• Directions: Scan the data below for the string "PRNG". Copy every line where it appears.

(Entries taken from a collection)
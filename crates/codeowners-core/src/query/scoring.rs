//! Scoring dimensions and ranking for suggested code owners.
//!
//! Every dimension records one value per account.  Accounts are compared
//! dimension by dimension in priority order; remaining ties are broken by a
//! shuffle driven by a per-request seeded PRNG, so a fixed seed always
//! yields the same order.

use std::cmp::Ordering;
use std::collections::{BTreeMap, HashMap};

use rand::seq::SliceRandom;
use rand::SeedableRng;
use rand_chacha::ChaCha20Rng;
use serde::Serialize;
use sha2::{Digest, Sha256};

use crate::models::{AccountId, CodeOwner};

#[derive(Clone, Copy, Debug, PartialEq, Eq, Hash, PartialOrd, Ord, Serialize)]
#[serde(rename_all = "SCREAMING_SNAKE_CASE")]
pub enum CodeOwnerScore {
    /// Folder levels between the declaring file and the path.
    Distance,
    /// 1 if the owner already reviews the change.
    IsReviewer,
}

impl CodeOwnerScore {
    pub fn lower_is_better(self) -> bool {
        match self {
            CodeOwnerScore::Distance => true,
            CodeOwnerScore::IsReviewer => false,
        }
    }

    pub fn create_scoring(self, max_value: i64) -> CodeOwnerScoringBuilder {
        CodeOwnerScoringBuilder {
            score: self,
            max_value,
            values: HashMap::new(),
        }
    }
}

pub struct CodeOwnerScoringBuilder {
    score: CodeOwnerScore,
    max_value: i64,
    values: HashMap<AccountId, i64>,
}

impl CodeOwnerScoringBuilder {
    /// Record a value; an account seen several times keeps its best value.
    pub fn put_value(&mut self, account: AccountId, value: i64) -> &mut Self {
        let value = value.clamp(0, self.max_value);
        let lower_is_better = self.score.lower_is_better();
        self.values
            .entry(account)
            .and_modify(|current| {
                let better = if lower_is_better {
                    value < *current
                } else {
                    value > *current
                };
                if better {
                    *current = value;
                }
            })
            .or_insert(value);
        self
    }

    pub fn build(self) -> CodeOwnerScoring {
        CodeOwnerScoring {
            score: self.score,
            max_value: self.max_value,
            values: self.values,
        }
    }
}

#[derive(Clone, Debug)]
pub struct CodeOwnerScoring {
    score: CodeOwnerScore,
    max_value: i64,
    values: HashMap<AccountId, i64>,
}

impl CodeOwnerScoring {
    pub fn score(&self) -> CodeOwnerScore {
        self.score
    }

    /// Recorded value, or the worst possible value for unknown accounts.
    pub fn value(&self, account: AccountId) -> i64 {
        match self.values.get(&account) {
            Some(value) => *value,
            None if self.score.lower_is_better() => self.max_value,
            None => 0,
        }
    }

    /// `Less` means `a` ranks before `b`.
    pub fn compare(&self, a: AccountId, b: AccountId) -> Ordering {
        let ordering = self.value(a).cmp(&self.value(b));
        if self.score.lower_is_better() {
            ordering
        } else {
            ordering.reverse()
        }
    }
}

/// Scorings combined in priority order.
#[derive(Clone, Debug, Default)]
pub struct CodeOwnerScorings {
    scorings: Vec<CodeOwnerScoring>,
}

impl CodeOwnerScorings {
    pub fn new(mut scorings: Vec<CodeOwnerScoring>) -> Self {
        scorings.sort_by_key(CodeOwnerScoring::score);
        Self { scorings }
    }

    pub fn compare(&self, a: AccountId, b: AccountId) -> Ordering {
        self.scorings
            .iter()
            .map(|scoring| scoring.compare(a, b))
            .find(|ordering| *ordering != Ordering::Equal)
            .unwrap_or(Ordering::Equal)
    }

    pub fn scores_for(&self, account: AccountId) -> BTreeMap<CodeOwnerScore, i64> {
        self.scorings
            .iter()
            .map(|scoring| (scoring.score(), scoring.value(account)))
            .collect()
    }
}

/// Per-request PRNG; without a seed the order is fully random.
pub fn seeded_rng(seed: Option<u64>) -> ChaCha20Rng {
    ChaCha20Rng::seed_from_u64(seed.unwrap_or_else(rand::random))
}

/// Stable seed for a request identity such as a change.
pub fn seed_from_identity(identity: &str) -> u64 {
    let digest = Sha256::digest(identity.as_bytes());
    let mut bytes = [0u8; 8];
    bytes.copy_from_slice(&digest[..8]);
    u64::from_be_bytes(bytes)
}

/// Shuffle, then stable-sort by the scorings: equal owners keep the
/// shuffled order.
pub fn rank_code_owners(
    mut owners: Vec<CodeOwner>,
    scorings: &CodeOwnerScorings,
    rng: &mut ChaCha20Rng,
) -> Vec<CodeOwner> {
    owners.shuffle(rng);
    owners.sort_by(|a, b| scorings.compare(a.account_id, b.account_id));
    owners
}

• Result for this exercise:
//! shuffle driven by a per-request seeded PRNG, so a fixed seed always
/// Per-request PRNG; without a seed the order is fully random.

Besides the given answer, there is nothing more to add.